Petit Pierre – Son manège à lui
— Hé ! L’beugniot ! Ha ha !
— Ah mais alors, c’qu’i’ peut êt’ moche !
— Vipère, tête de vipère ! Ha ha !
— Sais même pas causer en plus !
Tous les jours, ou presque…
… l’enfant encaisse les mêmes méchancetés, les mêmes moqueries bêtasses. On est pas toujours tendre, entre gamins dans la cour de récré, quand la différence vous cloue dans votre coin, à part. Parce que la différence ça fout la trouille. Alors on exclut, bien loin. On balance des vacheries comme on jetterait des pierres. Ça rassure.
Loiret. Vienne-en-Val. 1909…
… Pierre Avezard, dit Petit Pierre, arrive au monde. Une arrivée pas vraiment placée sous les meilleures auspices. Ce jour là les bonnes fées de la providence devaient être occupées ailleurs. Le bulletin de santé n’est effectivement pas folichon : né avant terme, le bambin est frappé du syndrome Treacher Collins. Résultat : Pierre démarre dans la vie borgne, pratiquement sourd et de surcroît muet puisque Dame Nature, au passage, a oublié de lui fabriquer un palais.
Alors, évidemment, ça ne va pas être simple…
Pour commencer…
… l’école. Épreuve redoutable à cette époque pour un handicapé. Petit Pierre a du mal à se concentrer mais est fasciné par la géométrie et la mappemonde qui trône dans la salle de classe. Fascination peu partagée par ses « camarades » qui voit surtout en lui un objet de brimades perpétuelles. L’expérience ne dure pas. Au bout d’un an l’éducation nationale remercie Petit Pierre. Par ici la sortie, on ne vous raccompagne pas, vous connaissez le chemin.
Heureusement, au coeur de ce calvaire…
… existe un refuge. Sa famille. Aimante et protectrice. Thérèse, la grande sœur, joue un rôle important en lui apprenant à lire et à écrire. En 1935 il est placé dans une ferme, dite de La Coinche, pour garder les vaches, ce qu’il fera toute sa vie. « Le métier des innocents » comme on dit…
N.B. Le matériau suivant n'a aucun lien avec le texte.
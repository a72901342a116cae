// nemesis-sinks/tests/sinks/channel_tests.rs
// ============================================================================
// Module: ChannelSink Unit Tests
// Description: Tests for the channel-based result sink.
// Purpose: Validate forwarding and full/closed channel handling.
// Dependencies: nemesis-core, nemesis-sinks, tokio
// ============================================================================

//! ## Overview
//! Exercises [`nemesis_sinks::ChannelSink`] delivery behavior.

use nemesis_core::ResultSink;
use nemesis_core::RunResult;
use nemesis_core::SinkError;
use nemesis_sinks::ChannelSink;

use super::common::completed_result;
use super::common::skipped_result;

/// Tests results arrive unchanged and in order.
#[test]
fn channel_sink_forwards_results_in_order() {
    let (tx, mut rx) = tokio::sync::mpsc::channel::<RunResult>(4);
    let sink = ChannelSink::new(tx);

    sink.record(&completed_result("first")).expect("record");
    sink.record(&skipped_result("second")).expect("record");

    assert_eq!(rx.try_recv().expect("recv"), completed_result("first"));
    assert_eq!(rx.try_recv().expect("recv").operation, "second");
    assert!(rx.try_recv().is_err());
}

/// Tests a full channel is reported as a write failure.
#[test]
fn channel_sink_fails_when_channel_full() {
    let (tx, _rx) = tokio::sync::mpsc::channel::<RunResult>(1);
    let sink = ChannelSink::new(tx);

    sink.record(&skipped_result("first")).expect("first record");
    let err = sink.record(&skipped_result("second")).unwrap_err();

    assert!(matches!(err, SinkError::Write(_)));
    assert!(err.to_string().contains("second"));
}

/// Tests a dropped receiver is reported as closed.
#[test]
fn channel_sink_fails_when_receiver_dropped() {
    let (tx, rx) = tokio::sync::mpsc::channel::<RunResult>(1);
    let sink = ChannelSink::new(tx);
    drop(rx);

    let err = sink.record(&skipped_result("op")).unwrap_err();

    assert!(matches!(err, SinkError::Closed(_)));
}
Pas facile non plus à la ferme…
… Les autres employés prennent vite pour cible ce qui n’est à leurs yeux qu’un être monstrueux et débile. C’est à cette époque que Petit Pierre commence à manifester un intérêt croissant pour le bricolage doublé d’un don d’observation exceptionnel. Il ramasse tout ce qu’il trouve. Vieux clous, chambre à air, fil de fer, bouts de ficelle, tout est bon. Il passe son temps libre à examiner les machines agricoles, à décortiquer les secrets de leur fonctionnement. Petit Pierre, patiemment, apprend.
Cette intelligence…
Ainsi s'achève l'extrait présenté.